After locating the line that contains "str, id: String" in the data below, set down exactly that line and each one after it through the line that contains "GET /ready — Readiness check.", and nothing more.

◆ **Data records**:
• • • • •

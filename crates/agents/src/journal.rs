//! Session journal — what a pipeline run did, stage by stage.

use crate::evaluator::{Decision, LifecycleAction};
use chrono::{DateTime, Utc};
use parking_lot::Mutex;
use pilot_core::numeric::round2;
use pilot_core::types::Campaign;
use serde::{Deserialize, Serialize};
use uuid::Uuid;

#[derive(Debug, Clone, Copy, Serialize, Deserialize, PartialEq, Eq)]
#[serde(rename_all = "snake_case")]
pub enum Stage {
    Create,
    Analyze,
    Decide,
}

#[derive(Debug, Clone, Serialize, Deserialize)]
pub struct JournalEvent {
    pub stage: Stage,
    pub campaign_id: Option<String>,
    pub message: String,
    pub at: DateTime<Utc>,
}

#[derive(Debug, Clone, Copy, Default, Serialize, Deserialize, PartialEq, Eq)]
pub struct DecisionCounts {
    #[serde(rename = "CONTINUE")]
    pub continue_: u32,
    #[serde(rename = "OPTIMIZE")]
    pub optimize: u32,
    #[serde(rename = "PAUSE")]
    pub pause: u32,
}

impl DecisionCounts {
    fn record(&mut self, action: LifecycleAction) {
        match action {
            LifecycleAction::Continue => self.continue_ += 1,
            LifecycleAction::Optimize => self.optimize += 1,
            LifecycleAction::Pause => self.pause += 1,
        }
    }

    pub fn total(&self) -> u32 {
        self.continue_ + self.optimize + self.pause
    }
}

#[derive(Debug, Clone, Serialize, Deserialize)]
pub struct SessionSummary {
    pub session_id: Uuid,
    pub started_at: DateTime<Utc>,
    pub finished_at: DateTime<Utc>,
    pub duration_ms: i64,
    pub campaigns_created: u32,
    pub campaigns_paused: u32,
    pub decisions: DecisionCounts,
    pub total_budget: f64,
    pub events: Vec<JournalEvent>,
}

#[derive(Default)]
struct JournalState {
    campaigns_created: u32,
    campaigns_paused: u32,
    decisions: DecisionCounts,
    total_budget: f64,
    events: Vec<JournalEvent>,
}

pub struct SessionJournal {
    session_id: Uuid,
    started_at: DateTime<Utc>,
    state: Mutex<JournalState>,
}

impl SessionJournal {
    pub fn new() -> Self {
        Self {
            session_id: Uuid::new_v4(),
            started_at: Utc::now(),
            state: Mutex::new(JournalState::default()),
        }
    }

    pub fn session_id(&self) -> Uuid {
        self.session_id
    }

    pub fn note(&self, stage: Stage, campaign_id: Option<&str>, message: impl Into<String>) {
        self.state.lock().events.push(JournalEvent {
            stage,
            campaign_id: campaign_id.map(str::to_string),
            message: message.into(),
            at: Utc::now(),
        });
    }

    pub fn record_created(&self, campaign: &Campaign) {
        {
            let mut state = self.state.lock();
            state.campaigns_created += 1;
            state.total_budget += campaign.budget;
        }
        self.note(
            Stage::Create,
            Some(&campaign.campaign_id),
            format!(
                "created '{}' for product {} with budget {:.2} over {} days",
                campaign.campaign_name, campaign.product_id, campaign.budget, campaign.duration_days
            ),
        );
    }

    pub fn record_decision(&self, decision: &Decision) {
        self.state.lock().decisions.record(decision.action);
        self.note(
            Stage::Decide,
            Some(&decision.campaign_id),
            format!("{}: {}", decision.action, decision.rationale),
        );
    }

    pub fn record_paused(&self, campaign_id: &str) {
        self.state.lock().campaigns_paused += 1;
        self.note(Stage::Decide, Some(campaign_id), "paused");
    }

    pub fn summary(&self) -> SessionSummary {
        let state = self.state.lock();
        let finished_at = Utc::now();
        SessionSummary {
            session_id: self.session_id,
            started_at: self.started_at,
            finished_at,
            duration_ms: (finished_at - self.started_at).num_milliseconds(),
            campaigns_created: state.campaigns_created,
            campaigns_paused: state.campaigns_paused,
            decisions: state.decisions,
            total_budget: round2(state.total_budget),
            events: state.events.clone(),
        }
    }
}

impl Default for SessionJournal {
    fn default() -> Self {
        Self::new()
    }
}

#[cfg(test)]
mod tests {
    use super::*;
    use crate::evaluator::{LifecycleEvaluator, PerformanceDeltas};
    use pilot_core::types::{CampaignBaseline, CampaignMetrics, CampaignStatus};

    fn campaign(id: &str, budget: f64) -> Campaign {
        let now = Utc::now();
        Campaign {
            campaign_id: id.to_string(),
            product_id: 101,
            campaign_name: "Spring push".to_string(),
            status: CampaignStatus::Active,
            budget,
            duration_days: 7,
            campaign_copy: String::new(),
            created_at: now,
            start_date: now,
            end_date: now,
            baseline: CampaignBaseline {
                page_views: 100,
                sales: 10,
                revenue: 250.0,
                captured_at: now,
            },
            metrics: CampaignMetrics::default(),
        }
    }

    #[test]
    fn test_counts_and_budget() {
        let journal = SessionJournal::new();
        journal.record_created(&campaign("camp_a", 20.0));
        journal.record_created(&campaign("camp_b", 12.5));

        let evaluator = LifecycleEvaluator::default();
        let pause = evaluator
            .evaluate("camp_a", &PerformanceDeltas::new(-20.0, 0.0))
            .unwrap();
        let keep = evaluator
            .evaluate("camp_b", &PerformanceDeltas::new(20.0, 15.0))
            .unwrap();
        journal.record_decision(&pause);
        journal.record_decision(&keep);
        journal.record_paused("camp_a");

        let summary = journal.summary();
        assert_eq!(summary.session_id, journal.session_id());
        assert_eq!(summary.campaigns_created, 2);
        assert_eq!(summary.campaigns_paused, 1);
        assert!((summary.total_budget - 32.5).abs() < 1e-9);
        assert_eq!(summary.decisions.pause, 1);
        assert_eq!(summary.decisions.continue_, 1);
        assert_eq!(summary.decisions.total(), 2);
        assert_eq!(summary.events.len(), 5);
        assert_eq!(summary.events[0].stage, Stage::Create);
        assert!(summary.events[2].message.starts_with("PAUSE: "));
        assert!(summary.duration_ms >= 0);
    }

    #[test]
    fn test_decision_counts_serialize_by_action_name() {
        let json = serde_json::to_value(DecisionCounts {
            continue_: 1,
            optimize: 2,
            pause: 3,
        })
        .unwrap();
        assert_eq!(json["CONTINUE"], 1);
        assert_eq!(json["OPTIMIZE"], 2);
        assert_eq!(json["PAUSE"], 3);
    }
}
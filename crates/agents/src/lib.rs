pub mod backend;
pub mod client;
pub mod evaluator;
pub mod journal;
pub mod pipeline;
pub mod screening;

pub use backend::CampaignBackend;
pub use client::HttpBackend;
pub use evaluator::{Decision, LifecycleAction, LifecycleEvaluator, PerformanceDeltas};
pub use journal::{SessionJournal, SessionSummary};
pub use pipeline::{plan_campaigns, run_pipeline, Pipeline, PipelineReport};
pub use screening::underperformers;
//! Campaign Pilot — mock storefront/ad-platform API and the campaign lifecycle pipeline.
//!
//! `serve` runs the mock API server; `run` executes one create → analyze → decide
//! pass and prints the report as JSON on stdout.

use clap::{Parser, Subcommand};
use pilot_agents::{run_pipeline, CampaignBackend, HttpBackend};
use pilot_api::ApiServer;
use pilot_core::config::AppConfig;
use pilot_mock_api::{CampaignStore, SyntheticProvider};
use std::sync::Arc;
use tracing::{error, info, warn};

#[derive(Parser, Debug)]
#[command(name = "campaign-pilot")]
#[command(about = "Synthetic campaign metrics API and lifecycle decision pipeline")]
#[command(version)]
struct Cli {
    /// Optional TOML config file
    #[arg(long, global = true, env = "CAMPAIGN_PILOT_CONFIG")]
    config: Option<String>,

    #[command(subcommand)]
    command: Commands,
}

#[derive(Subcommand, Debug)]
enum Commands {
    /// Start the mock store / ad-platform API server
    Serve {
        /// Bind address (overrides config)
        #[arg(long, env = "CAMPAIGN_PILOT__API__HOST")]
        host: Option<String>,

        /// HTTP port (overrides config)
        #[arg(long, env = "CAMPAIGN_PILOT__API__HTTP_PORT")]
        http_port: Option<u16>,

        /// Seed for the synthetic metrics generator
        #[arg(long)]
        seed: Option<u64>,
    },

    /// Run the create → analyze → decide pipeline once
    Run {
        /// Base URL of a running mock API; uses an in-process provider when omitted
        #[arg(long)]
        remote: Option<String>,

        /// Seed for the in-process provider
        #[arg(long)]
        seed: Option<u64>,

        /// Clear existing campaigns before running
        #[arg(long, default_value_t = false)]
        reset: bool,
    },
}

#[tokio::main]
async fn main() -> anyhow::Result<()> {
    // Logs go to stderr so `run` output stays parseable.
    tracing_subscriber::fmt()
        .with_env_filter(
            tracing_subscriber::EnvFilter::try_from_default_env().unwrap_or_else(|_| {
                "campaign_pilot=info,pilot_agents=info,pilot_mock_api=info,tower_http=info".into()
            }),
        )
        .with_writer(std::io::stderr)
        .json()
        .init();

    let cli = Cli::parse();

    let mut config = AppConfig::load(cli.config.as_deref()).unwrap_or_else(|e| {
        warn!(error = %e, "Failed to load config, using defaults");
        AppConfig::default()
    });

    match cli.command {
        Commands::Serve { host, http_port, seed } => {
            if let Some(host) = host {
                config.api.host = host;
            }
            if let Some(port) = http_port {
                config.api.http_port = port;
            }
            if seed.is_some() {
                config.provider.seed = seed;
            }
            serve(config).await
        }
        Commands::Run { remote, seed, reset } => {
            if seed.is_some() {
                config.provider.seed = seed;
            }
            if let Some(url) = remote.clone() {
                config.client.base_url = url;
            }
            run(config, remote.is_some(), reset).await
        }
    }
}

async fn serve(config: AppConfig) -> anyhow::Result<()> {
    info!(
        host = %config.api.host,
        http_port = config.api.http_port,
        seed = ?config.provider.seed,
        spend_cap_fraction = config.provider.spend_cap_fraction,
        "Configuration loaded"
    );

    let store = Arc::new(CampaignStore::new());
    let provider = Arc::new(SyntheticProvider::new(&config.provider, store)?);
    let api_server = ApiServer::new(config.clone(), provider);

    if config.metrics.enabled {
        if let Err(e) = api_server.start_metrics() {
            error!(error = %e, "Failed to start metrics exporter");
        }
    }

    info!("Campaign Pilot mock API is ready to serve traffic");

    // Blocks until shutdown
    api_server.start_http().await?;

    Ok(())
}

async fn run(config: AppConfig, remote: bool, reset: bool) -> anyhow::Result<()> {
    let backend: Arc<dyn CampaignBackend> = if remote {
        info!(base_url = %config.client.base_url, "Running pipeline against remote mock API");
        let backend = HttpBackend::new(&config.client)?;
        let health = backend.health().await?;
        info!(status = %health.status, "Remote mock API reachable");
        Arc::new(backend)
    } else {
        info!(seed = ?config.provider.seed, "Running pipeline against in-process provider");
        Arc::new(SyntheticProvider::new(&config.provider, Arc::new(CampaignStore::new()))?)
    };

    if reset {
        let summary = backend.reset().await?;
        info!(removed = summary.campaigns_removed, "Campaign store reset");
    }

    let report = run_pipeline(backend, &config).await?;
    println!("{}", serde_json::to_string_pretty(&report)?);

    Ok(())
}
//! API server — mounts the mock store/ads API plus liveness/readiness routes, and the metrics exporter.

use crate::rest::{self, ProbeState};
use axum::routing::get;
use axum::Router;
use pilot_core::config::AppConfig;
use pilot_mock_api::{mock_api_router, SyntheticProvider};
use std::net::SocketAddr;
use std::sync::Arc;
use std::time::Instant;
use tower_http::compression::CompressionLayer;
use tower_http::cors::CorsLayer;
use tower_http::trace::TraceLayer;
use tracing::info;

pub struct ApiServer {
    config: AppConfig,
    provider: Arc<SyntheticProvider>,
}

impl ApiServer {
    pub fn new(config: AppConfig, provider: Arc<SyntheticProvider>) -> Self {
        Self { config, provider }
    }

    /// Full application router with middleware applied.
    pub fn router(&self) -> Router {
        let health_routes = Router::new()
            .route("/ready", get(rest::readiness))
            .route("/live", get(rest::liveness))
            .with_state(ProbeState {
                provider: self.provider.clone(),
                start_time: Instant::now(),
            });

        Router::new()
            .merge(mock_api_router(self.provider.clone()))
            .merge(health_routes)
            // Middleware
            .layer(CompressionLayer::new())
            .layer(CorsLayer::permissive())
            .layer(TraceLayer::new_for_http())
    }

    /// Start the HTTP REST server.
    pub async fn start_http(&self) -> anyhow::Result<()> {
        let addr = SocketAddr::new(self.config.api.host.parse()?, self.config.api.http_port);

        info!(addr = %addr, products = self.provider.list_products().len(), "Starting mock API server");

        let listener = tokio::net::TcpListener::bind(addr).await?;
        axum::serve(listener, self.router()).await?;

        Ok(())
    }

    /// Install the Prometheus recorder and serve it on the metrics port.
    pub fn start_metrics(&self) -> anyhow::Result<()> {
        metrics_exporter_prometheus::PrometheusBuilder::new()
            .with_http_listener(SocketAddr::new(
                self.config.api.host.parse()?,
                self.config.metrics.port,
            ))
            .install()?;

        info!(port = self.config.metrics.port, "Metrics exporter started");
        Ok(())
    }
}
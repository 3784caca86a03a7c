//! Mock store and ad-platform backend — products, campaigns, synthetic metrics.
//!
//! Provides the REST endpoints the campaign pipeline talks to.
//! State lives in an in-memory store owned by the server; nothing is persisted.

pub mod handlers;
pub mod models;
pub mod provider;
pub mod router;
pub mod store;

pub use handlers::MockApiState;
pub use provider::SyntheticProvider;
pub use router::mock_api_router;
pub use store::CampaignStore;
use thiserror::Error;

pub type PilotResult<T> = Result<T, PilotError>;

#[derive(Error, Debug)]
pub enum PilotError {
    #[error("{entity} {id} not found")]
    NotFound { entity: &'static str, id: String },

    #[error("Validation error: {0}")]
    Validation(String),

    #[error("Upstream unavailable: {0}")]
    UpstreamUnavailable(String),

    #[error("Configuration error: {0}")]
    Config(String),

    #[error("Serialization error: {0}")]
    Serialization(#[from] serde_json::Error),

    #[error("IO error: {0}")]
    Io(#[from] std::io::Error),

    #[error("Internal error: {0}")]
    Internal(#[from] anyhow::Error),
}

impl PilotError {
    pub fn product_not_found(id: u32) -> Self {
        Self::NotFound {
            entity: "product",
            id: id.to_string(),
        }
    }

    pub fn campaign_not_found(id: &str) -> Self {
        Self::NotFound {
            entity: "campaign",
            id: id.to_string(),
        }
    }

    /// Stable machine-readable code used in API error bodies.
    pub fn code(&self) -> &'static str {
        match self {
            Self::NotFound { .. } => "not_found",
            Self::Validation(_) => "validation_error",
            Self::UpstreamUnavailable(_) => "upstream_unavailable",
            Self::Config(_) => "config_error",
            Self::Serialization(_) => "serialization_error",
            Self::Io(_) | Self::Internal(_) => "internal_error",
        }
    }
}

impl From<config::ConfigError> for PilotError {
    fn from(e: config::ConfigError) -> Self {
        Self::Config(e.to_string())
    }
}
//! Liveness and readiness endpoints served next to the mock API.

use axum::extract::State;
use axum::http::StatusCode;
use axum::Json;
use pilot_mock_api::SyntheticProvider;
use serde::Serialize;
use std::sync::Arc;
use std::time::Instant;
use tracing::warn;

#[derive(Clone)]
pub struct ProbeState {
    pub provider: Arc<SyntheticProvider>,
    pub start_time: Instant,
}

/// GET /live — Liveness check. The process answering is enough.
pub async fn liveness() -> StatusCode {
    StatusCode::OK
}

/// GET /ready — Readiness check.
/// Ready once the provider reports healthy and has a catalog to serve.
pub async fn readiness(State(state): State<ProbeState>) -> (StatusCode, Json<ReadinessResponse>) {
    let health = state.provider.health();
    let products = state.provider.list_products().len();
    let ready = health.status == "healthy" && products > 0;
    if !ready {
        warn!(status = %health.status, products, "Readiness check failed");
    }

    let code = if ready {
        StatusCode::OK
    } else {
        StatusCode::SERVICE_UNAVAILABLE
    };
    (
        code,
        Json(ReadinessResponse {
            ready,
            products,
            campaigns: state.provider.store().len(),
            uptime_secs: state.start_time.elapsed().as_secs(),
        }),
    )
}

#[derive(Serialize)]
pub struct ReadinessResponse {
    pub ready: bool,
    pub products: usize,
    pub campaigns: usize,
    pub uptime_secs: u64,
}
//! Cent-precision rounding for money and percentages.
//!
//! Values too large to scale by 100 are returned unchanged; they carry no
//! fractional cents anyway.

pub fn round2(value: f64) -> f64 {
    to_cents(value, f64::round)
}

pub fn floor2(value: f64) -> f64 {
    to_cents(value, f64::floor)
}

fn to_cents(value: f64, op: fn(f64) -> f64) -> f64 {
    let scaled = value * 100.0;
    if scaled.is_finite() {
        op(scaled) / 100.0
    } else {
        value
    }
}

#[cfg(test)]
mod tests {
    use super::*;

    #[test]
    fn test_rounding() {
        assert_eq!(round2(1.234), 1.23);
        assert_eq!(round2(1.235_1), 1.24);
        assert_eq!(floor2(1.239), 1.23);
        assert_eq!(floor2(-0.001), -0.01);
    }

    #[test]
    fn test_huge_values_stay_finite() {
        let big = 0.8e308;
        assert!(floor2(big).is_finite());
        assert!(floor2(big) <= big);
        assert_eq!(round2(f64::MAX), f64::MAX);
    }
}
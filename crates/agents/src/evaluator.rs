//! Campaign lifecycle evaluator — turns performance deltas into CONTINUE / OPTIMIZE / PAUSE.
//!
//! Rules are checked in order and the first match wins:
//!
//! 1. ROAS below zero, or CPA strictly above `cpa_pause_threshold` → PAUSE
//! 2. sales change `< decline_sales_percent` or views change `< decline_views_percent` → PAUSE
//! 3. sales change `> growth_sales_percent` and views change `> growth_views_percent` → CONTINUE
//! 4. sales change in `[moderate_floor, growth_sales]` or views change in
//!    `[moderate_floor, growth_views]` → OPTIMIZE
//! 5. anything else → OPTIMIZE
//!
//! All comparisons against a threshold are strict and the moderate bands are
//! closed, so a value sitting exactly on a threshold always lands in the
//! softer bucket (exactly 15% sales growth is moderate, exactly -10% is not a decline).

use chrono::{DateTime, Utc};
use pilot_core::config::LifecycleConfig;
use pilot_core::types::CampaignStatus;
use pilot_core::{PilotError, PilotResult};
use serde::{Deserialize, Serialize};

#[derive(Debug, Clone, Copy, Serialize, Deserialize, PartialEq, Eq, Hash)]
#[serde(rename_all = "SCREAMING_SNAKE_CASE")]
pub enum LifecycleAction {
    Continue,
    Optimize,
    Pause,
}

impl std::fmt::Display for LifecycleAction {
    fn fmt(&self, f: &mut std::fmt::Formatter<'_>) -> std::fmt::Result {
        match self {
            Self::Continue => f.write_str("CONTINUE"),
            Self::Optimize => f.write_str("OPTIMIZE"),
            Self::Pause => f.write_str("PAUSE"),
        }
    }
}

/// Which rule of the policy produced a decision.
#[derive(Debug, Clone, Copy, Serialize, Deserialize, PartialEq, Eq)]
#[serde(rename_all = "snake_case")]
pub enum DecisionRule {
    LossOrExcessiveCpa,
    SignificantDecline,
    StrongGrowth,
    ModerateGrowth,
    InsufficientSignal,
}

impl DecisionRule {
    pub fn action(self) -> LifecycleAction {
        match self {
            Self::LossOrExcessiveCpa | Self::SignificantDecline => LifecycleAction::Pause,
            Self::StrongGrowth => LifecycleAction::Continue,
            Self::ModerateGrowth | Self::InsufficientSignal => LifecycleAction::Optimize,
        }
    }

    fn summary(self) -> &'static str {
        match self {
            Self::LossOrExcessiveCpa => "negative return or excessive acquisition cost",
            Self::SignificantDecline => "significant decline in sales or views",
            Self::StrongGrowth => "strong dual growth in sales and views",
            Self::ModerateGrowth => "moderate growth, needs budget/targeting tuning",
            Self::InsufficientSignal => "insufficient signal to continue or pause confidently",
        }
    }
}

/// Evaluator input. Sales and views changes are required; ROAS and CPA are optional.
#[derive(Debug, Clone, Copy, Default, Serialize, Deserialize, PartialEq)]
pub struct PerformanceDeltas {
    pub sales_change_percent: Option<f64>,
    pub views_change_percent: Option<f64>,
    pub roas: Option<f64>,
    pub cpa: Option<f64>,
}

impl PerformanceDeltas {
    pub fn new(sales_change_percent: f64, views_change_percent: f64) -> Self {
        Self {
            sales_change_percent: Some(sales_change_percent),
            views_change_percent: Some(views_change_percent),
            roas: None,
            cpa: None,
        }
    }

    pub fn with_roas(mut self, roas: f64) -> Self {
        self.roas = Some(roas);
        self
    }

    pub fn with_cpa(mut self, cpa: f64) -> Self {
        self.cpa = Some(cpa);
        self
    }
}

#[derive(Debug, Clone, Serialize, Deserialize)]
pub struct Decision {
    pub campaign_id: String,
    pub action: LifecycleAction,
    pub rule: DecisionRule,
    pub sales_change_percent: f64,
    pub views_change_percent: f64,
    pub roas: Option<f64>,
    pub cpa: Option<f64>,
    pub rationale: String,
    pub evaluated_at: DateTime<Utc>,
}

/// Status change the actuator should apply for a decision, if any.
#[derive(Debug, Clone, Copy, Serialize, Deserialize, PartialEq, Eq)]
#[serde(rename_all = "snake_case")]
pub enum Transition {
    Pause,
}

impl Decision {
    /// Only PAUSE on an active campaign moves it. The evaluator never resumes,
    /// and CONTINUE / OPTIMIZE leave the status alone.
    pub fn transition_from(&self, status: CampaignStatus) -> Option<Transition> {
        match (self.action, status) {
            (LifecycleAction::Pause, CampaignStatus::Active) => Some(Transition::Pause),
            _ => None,
        }
    }
}

pub struct LifecycleEvaluator {
    config: LifecycleConfig,
}

impl LifecycleEvaluator {
    pub fn new(config: LifecycleConfig) -> Self {
        Self { config }
    }

    pub fn config(&self) -> &LifecycleConfig {
        &self.config
    }

    pub fn evaluate(&self, campaign_id: &str, deltas: &PerformanceDeltas) -> PilotResult<Decision> {
        let sales = required(deltas.sales_change_percent, "sales_change_percent", campaign_id)?;
        let views = required(deltas.views_change_percent, "views_change_percent", campaign_id)?;
        let roas = optional(deltas.roas, "roas", campaign_id)?;
        let cpa = optional(deltas.cpa, "cpa", campaign_id)?;

        let rule = self.classify(sales, views, roas, cpa);
        let rationale = self.rationale(rule, sales, views, roas, cpa);

        Ok(Decision {
            campaign_id: campaign_id.to_string(),
            action: rule.action(),
            rule,
            sales_change_percent: sales,
            views_change_percent: views,
            roas,
            cpa,
            rationale,
            evaluated_at: Utc::now(),
        })
    }

    fn classify(&self, sales: f64, views: f64, roas: Option<f64>, cpa: Option<f64>) -> DecisionRule {
        let c = &self.config;

        let losing = roas.is_some_and(|r| r < 0.0);
        let expensive = cpa.is_some_and(|v| v > c.cpa_pause_threshold);
        if losing || expensive {
            return DecisionRule::LossOrExcessiveCpa;
        }

        if sales < c.decline_sales_percent || views < c.decline_views_percent {
            return DecisionRule::SignificantDecline;
        }

        if sales > c.growth_sales_percent && views > c.growth_views_percent {
            return DecisionRule::StrongGrowth;
        }

        let moderate_sales = (c.moderate_floor_percent..=c.growth_sales_percent).contains(&sales);
        let moderate_views = (c.moderate_floor_percent..=c.growth_views_percent).contains(&views);
        if moderate_sales || moderate_views {
            return DecisionRule::ModerateGrowth;
        }

        DecisionRule::InsufficientSignal
    }

    fn rationale(&self, rule: DecisionRule, sales: f64, views: f64, roas: Option<f64>, cpa: Option<f64>) -> String {
        let c = &self.config;
        let detail = match rule {
            DecisionRule::LossOrExcessiveCpa => format!(
                "ROAS {}, CPA {} against limit {:.2}; sales {:+.2}%, views {:+.2}%",
                fmt_opt(roas),
                fmt_opt(cpa),
                c.cpa_pause_threshold,
                sales,
                views
            ),
            DecisionRule::SignificantDecline => format!(
                "sales {:+.2}% (floor {:+.2}%), views {:+.2}% (floor {:+.2}%)",
                sales, c.decline_sales_percent, views, c.decline_views_percent
            ),
            DecisionRule::StrongGrowth => format!(
                "sales {:+.2}% > {:+.2}% and views {:+.2}% > {:+.2}%",
                sales, c.growth_sales_percent, views, c.growth_views_percent
            ),
            DecisionRule::ModerateGrowth | DecisionRule::InsufficientSignal => format!(
                "sales {:+.2}%, views {:+.2}%, ROAS {}",
                sales,
                views,
                fmt_opt(roas)
            ),
        };
        format!("{}: {}", rule.summary(), detail)
    }
}

impl Default for LifecycleEvaluator {
    fn default() -> Self {
        Self::new(LifecycleConfig::default())
    }
}

fn required(value: Option<f64>, field: &str, campaign_id: &str) -> PilotResult<f64> {
    optional(value, field, campaign_id)?.ok_or_else(|| {
        PilotError::Validation(format!("campaign {campaign_id}: missing required metric '{field}'"))
    })
}

fn optional(value: Option<f64>, field: &str, campaign_id: &str) -> PilotResult<Option<f64>> {
    match value {
        Some(v) if !v.is_finite() => Err(PilotError::Validation(format!(
            "campaign {campaign_id}: metric '{field}' is not a finite number"
        ))),
        other => Ok(other),
    }
}

fn fmt_opt(value: Option<f64>) -> String {
    value.map_or_else(|| "n/a".to_string(), |v| format!("{v:.2}"))
}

• • • • •

◆ **Solution for this task**:
    NotFound { entity: &'static str, id: String },

    #[error("Validation error: {0}")]
    Validation(String),

    #[error("Upstream unavailable: {0}")]
    UpstreamUnavailable(String),

    #[error("Configuration error: {0}")]
    Config(String),

    #[error("Serialization error: {0}")]
    Serialization(#[from] serde_json::Error),

    #[error("IO error: {0}")]
    Io(#[from] std::io::Error),

    #[error("Internal error: {0}")]
    Internal(#[from] anyhow::Error),
}

impl PilotError {
    pub fn product_not_found(id: u32) -> Self {
        Self::NotFound {
            entity: "product",
            id: id.to_string(),
        }
    }

    pub fn campaign_not_found(id: &str) -> Self {
        Self::NotFound {
            entity: "campaign",
            id: id.to_string(),
        }
    }

    /// Stable machine-readable code used in API error bodies.
    pub fn code(&self) -> &'static str {
        match self {
            Self::NotFound { .. } => "not_found",
            Self::Validation(_) => "validation_error",
            Self::UpstreamUnavailable(_) => "upstream_unavailable",
            Self::Config(_) => "config_error",
            Self::Serialization(_) => "serialization_error",
            Self::Io(_) | Self::Internal(_) => "internal_error",
        }
    }
}

impl From<config::ConfigError> for PilotError {
    fn from(e: config::ConfigError) -> Self {
        Self::Config(e.to_string())
    }
}
//! Liveness and readiness endpoints served next to the mock API.

use axum::extract::State;
use axum::http::StatusCode;
use axum::Json;
use pilot_mock_api::SyntheticProvider;
use serde::Serialize;
use std::sync::Arc;
use std::time::Instant;
use tracing::warn;

#[derive(Clone)]
pub struct ProbeState {
    pub provider: Arc<SyntheticProvider>,
    pub start_time: Instant,
}

/// GET /live — Liveness check. The process answering is enough.
pub async fn liveness() -> StatusCode {
    StatusCode::OK
}

/// GET /ready — Readiness check.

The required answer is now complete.